Tuesday, April 29, 2008

Authoring Cross-Platform Wiki Markup

I'll never think of line delimiters the same way again. Mac uses \r, Unix uses \n, and Windows uses \r\n. Who cares? Well, when it comes to writing platform-independent Wiki markup, it matters.


Take for example a document that was written on a Unix platform. Every line is separated by a single \n character. For Wiki markup, paragraphs are separated by an empty line, which is represented in the document as two consecutive newlines \n\n. When a Wiki markup parser converts this document to HTML, it looks for the empty newline (the second \n) and uses that to close the previous paragraph and start a new one.

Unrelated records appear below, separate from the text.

//! RFC 5321 mailbox parsing.
//!
//! Recipients and senders arrive as bare mailboxes (`local-part@domain`), so
//! this parser validates the `Mailbox` production of RFC 5321 Section 4.1.2
//! rather than full paths:
//!
//! ```text
//! Mailbox        = Local-part "@" ( Domain / address-literal )
//! Local-part     = Dot-string / Quoted-string
//! Dot-string     = Atom *("." Atom)
//! Atom           = 1*atext
//! Quoted-string  = DQUOTE *QcontentSMTP DQUOTE
//! Domain         = sub-domain 1*("." sub-domain)
//! sub-domain     = Let-dig [Ldh-str]
//! address-literal = "[" ( IPv4-address-literal / IPv6-address-literal / General-address-literal ) "]"
//! ```
//!
//! Unlike the RFC, a domain must contain at least two labels: relays reject
//! dotless domains for outbound mail, so `user@localhost` is refused up front.
//!
//! # Size Constraints
//!
//! - Maximum mailbox length: 254 octets
//! - Maximum local-part: 64 octets
//! - Maximum domain: 255 octets

use std::{
    fmt,
    net::{Ipv4Addr, Ipv6Addr},
    str::FromStr,
};

use serde::{Deserialize, Serialize};
use thiserror::Error;

const MAX_MAILBOX_LEN: usize = 254;
const MAX_LOCAL_PART_LEN: usize = 64;
const MAX_DOMAIN_LEN: usize = 255;

/// Result type for address parsing
pub type Result<T> = std::result::Result<T, AddressError>;

/// Errors that can occur during address parsing
#[derive(Debug, Clone, PartialEq, Eq, Error)]
pub enum AddressError {
    #[error("Empty address")]
    Empty,
    #[error("Address exceeds {MAX_MAILBOX_LEN} octets")]
    TooLong,
    #[error("Local-part exceeds {MAX_LOCAL_PART_LEN} octets")]
    LocalPartTooLong,
    #[error("Domain exceeds {MAX_DOMAIN_LEN} octets")]
    DomainTooLong,
    #[error("Missing '@' separator in mailbox")]
    MissingAtSign,
    #[error("Invalid local-part: {0}")]
    InvalidLocalPart(String),
    #[error("Invalid domain: {0}")]
    InvalidDomain(String),
    #[error("Invalid address literal: {0}")]
    InvalidAddressLiteral(String),
    #[error("Unclosed quoted string in local-part")]
    UnclosedQuotedString,
    #[error("Invalid quoted string: {0}")]
    InvalidQuotedString(String),
}

/// A parsed SMTP mailbox (local-part@domain)
#[derive(Debug, Clone, PartialEq, Eq, Hash, Serialize, Deserialize)]
#[serde(try_from = "String", into = "String")]
pub struct Mailbox {
    /// The local part (before @)
    pub local_part: String,
    /// The domain or address literal (after @)
    pub domain: String,
}

impl Mailbox {
    /// Parse a bare mailbox, ignoring surrounding whitespace.
    ///
    /// # Errors
    ///
    /// Returns `AddressError` if the input is not a valid mailbox.
    pub fn parse(input: &str) -> Result<Self> {
        let trimmed = input.trim();

        if trimmed.is_empty() {
            return Err(AddressError::Empty);
        }

        if trimmed.len() > MAX_MAILBOX_LEN {
            return Err(AddressError::TooLong);
        }

        let at_pos = find_unquoted_at(trimmed)?;
        let local_part = &trimmed[..at_pos];
        let domain = &trimmed[at_pos + 1..];

        if local_part.len() > MAX_LOCAL_PART_LEN {
            return Err(AddressError::LocalPartTooLong);
        }
        if domain.len() > MAX_DOMAIN_LEN {
            return Err(AddressError::DomainTooLong);
        }

        Ok(Self {
            local_part: parse_local_part(local_part)?,
            domain: parse_domain_or_address_literal(domain)?,
        })
    }
}

impl fmt::Display for Mailbox {
    fn fmt(&self, f: &mut fmt::Formatter<'_>) -> fmt::Result {
        write!(f, "{}@{}", self.local_part, self.domain)
    }
}

impl FromStr for Mailbox {
    type Err = AddressError;

    fn from_str(s: &str) -> Result<Self> {
        Self::parse(s)
    }
}

impl TryFrom<String> for Mailbox {
    type Error = AddressError;

    fn try_from(value: String) -> Result<Self> {
        Self::parse(&value)
    }
}

impl From<Mailbox> for String {
    fn from(value: Mailbox) -> Self {
        value.to_string()
    }
}

/// Find the byte offset of the '@' that is not inside a quoted string or address literal
fn find_unquoted_at(input: &str) -> Result<usize> {
    let mut in_quotes = false;
    let mut in_brackets = false;
    let mut prev_was_backslash = false;

    for (i, ch) in input.char_indices() {
        if ch == '"' && !prev_was_backslash && !in_brackets {
            in_quotes = !in_quotes;
        } else if ch == '[' && !in_quotes {
            in_brackets = true;
        } else if ch == ']' && !in_quotes {
            in_brackets = false;
        } else if ch == '@' && !in_quotes && !in_brackets {
            return Ok(i);
        }

        prev_was_backslash = ch == '\\' && !prev_was_backslash;
    }

    Err(AddressError::MissingAtSign)
}

fn parse_local_part(input: &str) -> Result<String> {
    if input.is_empty() {
        return Err(AddressError::InvalidLocalPart(
            "Empty local-part".to_string(),
        ));
    }

    if input.starts_with('"') {
        parse_quoted_string(input)
    } else {
        parse_dot_string(input)
    }
}

fn parse_dot_string(input: &str) -> Result<String> {
    if input.starts_with('.') || input.ends_with('.') {
        return Err(AddressError::InvalidLocalPart(
            "Dot-string cannot start or end with '.'".to_string(),
        ));
    }

    if input.contains("..") {
        return Err(AddressError::InvalidLocalPart(
            "Dot-string cannot contain consecutive dots".to_string(),
        ));
    }

    if let Some(ch) = input.chars().find(|&ch| ch != '.' && !is_atext(ch)) {
        return Err(AddressError::InvalidLocalPart(format!(
            "Invalid character '{ch}' in atom"
        )));
    }

    Ok(input.to_string())
}

fn parse_quoted_string(input: &str) -> Result<String> {
    if !input.ends_with('"') || input.len() < 2 {
        return Err(AddressError::UnclosedQuotedString);
    }

    let content = &input[1..input.len() - 1];

    let mut chars = content.chars();
    while let Some(ch) = chars.next() {
        if ch == '\\' {
            match chars.next() {
                Some(next) if next.is_ascii_graphic() || next == ' ' => {}
                Some(next) => {
                    return Err(AddressError::InvalidQuotedString(format!(
                        "Invalid quoted-pair: \\{next}"
                    )));
                }
                None => {
                    return Err(AddressError::InvalidQuotedString(
                        "Backslash at end of quoted string".to_string(),
                    ));
                }
            }
        } else if !is_qtext_smtp(ch) {
            return Err(AddressError::InvalidQuotedString(format!(
                "Invalid character '{ch}' in quoted string"
            )));
        }
    }

    Ok(input.to_string())
}

fn parse_domain_or_address_literal(input: &str) -> Result<String> {
    if input.starts_with('[') {
        parse_address_literal(input)
    } else {
        parse_domain(input)
    }
}

fn parse_domain(input: &str) -> Result<String> {
    if input.is_empty() {
        return Err(AddressError::InvalidDomain("Empty domain".to_string()));
    }

    if input.starts_with('.') || input.ends_with('.') {
        return Err(AddressError::InvalidDomain(
            "Domain cannot start or end with '.'".to_string(),
        ));
    }

    if input.contains("..") {
        return Err(AddressError::InvalidDomain(
            "Domain cannot contain consecutive dots".to_string(),
        ));
    }

    if !input.contains('.') {
        return Err(AddressError::InvalidDomain(format!(
            "Domain '{input}' must contain at least two labels"
        )));
    }

    for subdomain in input.split('.') {
        parse_subdomain(subdomain)?;
    }

    Ok(input.to_string())
}

/// sub-domain = Let-dig [Ldh-str]
fn parse_subdomain(input: &str) -> Result<()> {
    let (Some(first), Some(last)) = (input.chars().next(), input.chars().last()) else {
        return Err(AddressError::InvalidDomain("Empty subdomain".to_string()));
    };

    if !first.is_ascii_alphanumeric() {
        return Err(AddressError::InvalidDomain(format!(
            "Subdomain must start with letter or digit, got '{first}'"
        )));
    }

    if !last.is_ascii_alphanumeric() {
        return Err(AddressError::InvalidDomain(format!(
            "Subdomain must end with letter or digit, got '{last}'"
        )));
    }

    if let Some(ch) = input
        .chars()
        .find(|&ch| !ch.is_ascii_alphanumeric() && ch != '-')
    {
        return Err(AddressError::InvalidDomain(format!(
            "Invalid character '{ch}' in subdomain"
        )));
    }

    Ok(())
}

/// `[IPv4]`, `[IPv6:...]` or `[tag:...]`
fn parse_address_literal(input: &str) -> Result<String> {
    if !input.ends_with(']') {
        return Err(AddressError::InvalidAddressLiteral(
            "Address literal must be enclosed in brackets".to_string(),
        ));
    }

    let content = &input[1..input.len() - 1];

    if content.parse::<Ipv4Addr>().is_ok() {
        return Ok(input.to_string());
    }

    if let Some(ipv6) = content.strip_prefix("IPv6:")
        && ipv6.parse::<Ipv6Addr>().is_ok()
    {
        return Ok(input.to_string());
    }

    if let Some((tag, value)) = content.split_once(':')
        && !tag.is_empty()
        && !value.is_empty()
        && tag != "IPv6"
    {
        return Ok(input.to_string());
    }

    Err(AddressError::InvalidAddressLiteral(format!(
        "Invalid address literal format: {content}"
    )))
}

/// atext = ALPHA / DIGIT / "!" / "#" / "$" / "%" / "&" / "'" /
///         "*" / "+" / "-" / "/" / "=" / "?" / "^" / "_" / "\`" /
///         "{" / "|" / "}" / "~"
#[inline]
const fn is_atext(ch: char) -> bool {
    ch.is_ascii_alphanumeric()
        || matches!(
            ch,
            '!' | '#'
                | '$'
                | '%'
                | '&'
                | '\''
                | '*'
                | '+'
                | '-'
                | '/'
                | '='
                | '?'
                | '^'
                | '_'
                | '`'
                | '{'
                | '|'
                | '}'
                | '~'
        )
}

/// Printable ASCII except backslash and quote
#[inline]
const fn is_qtext_smtp(ch: char) -> bool {
    matches!(ch as u32, 32..=33 | 35..=91 | 93..=126)
}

Now what happens if the document is opened and edited on a Mac? Mac uses \r as a newline. Suppose the Mac user adds a new empty line just before an existing one in this same document. For example:


Prior to editing:


some text\nmore text


After editing:

some text\r\nmore text


Prior to adding the newline, the document contains a single \n character, and afterwards the document contains \r\n. In the users editor (on a Mac) the \r\n will appear visually as two lines, however \r\n happens to be a Windows line delimiter and thus will be parsed by Windows-accomodating Wiki markup parsers as a single line delimiter. In many documents this may not matter, however in Wiki markup this can make a big difference.


Editors that support editing Wiki markup on multiple platforms must be coded carefully to avoid this issue. For Textile-J this means that the end-of-line markers are converted to the platform default when the editor first opens a file.


Who knew that line delimiters could be so important.

2 comments:

Bart Schuller said...

The Mac is Unix nowadays (for 7-10 years), including the line delimiter \n. I hope Java didn't get this as wrong as it does the platform encoding, which is set to MacRoman even though the Mac uses UTF-8.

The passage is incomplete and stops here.